Your instructions:
Check each line of the entries. Copy the ones that contain the string "Largest".

Source data:
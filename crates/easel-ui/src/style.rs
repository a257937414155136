//! Metrics shared by the stock views.

use easel_core::Color;

/// Inset between a view's edge and its caption.
pub const PADDING: f32 = 5.0;
/// Side of the check/radio indicator box.
pub const INDICATOR_SIZE: f32 = 16.0;

pub const LIST_ROW_HEIGHT: f32 = 30.0;
pub const LIST_ROW_FILL: f32 = 25.0;
pub const LIST_DEFAULT_WIDTH: f32 = 200.0;

pub const TEXT_LINE_HEIGHT: f32 = 26.0;
pub const TEXT_LINE_WIDTH: f32 = 100.0;
pub const CARET_WIDTH: f32 = 2.0;

pub const POPUP_BACKDROP: Color = Color(255, 255, 255, 178);
pub const SCROLL_BG: Color = Color::from_rgb(0xaa, 0xaa, 0xaa);

/// Side of an icon glyph inside an [`IconButton`](crate::IconButton).
pub const ICON_SIZE: f32 = 16.0;

pub const SCROLL_VIEW_WIDTH: f32 = 300.0;
pub const SCROLL_VIEW_HEIGHT: f32 = 300.0;
/// Thickness of a scroll bar, and the side of its arrow buttons.
pub const SCROLL_BAR_SIZE: f32 = 20.0;
/// Distance an arrow press scrolls.
pub const SCROLL_STEP: f32 = 20.0;
pub const SCROLL_GUTTER: Color = Color::from_rgb(0x88, 0x88, 0x88);
pub const SCROLL_THUMB: Color = Color::from_rgb(0xcc, 0xcc, 0xcc);
pub const SCROLL_ARROW: Color = Color::from_rgb(0x99, 0x99, 0x99);

/// Largest offer a popup's content gets.
pub const POPUP_MAX: f32 = 1000.0;
pub const POPUP_BG: Color = Color::from_rgb(0x80, 0x80, 0x80);
/// Largest offer a dialog's content gets.
pub const DIALOG_MAX: f32 = 600.0;

pub const NUMBER_PAD: f32 = 1.0;
pub const INVALID_BORDER: Color = Color::RED;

Written answer:
/// Largest offer a popup's content gets.
/// Largest offer a dialog's content gets.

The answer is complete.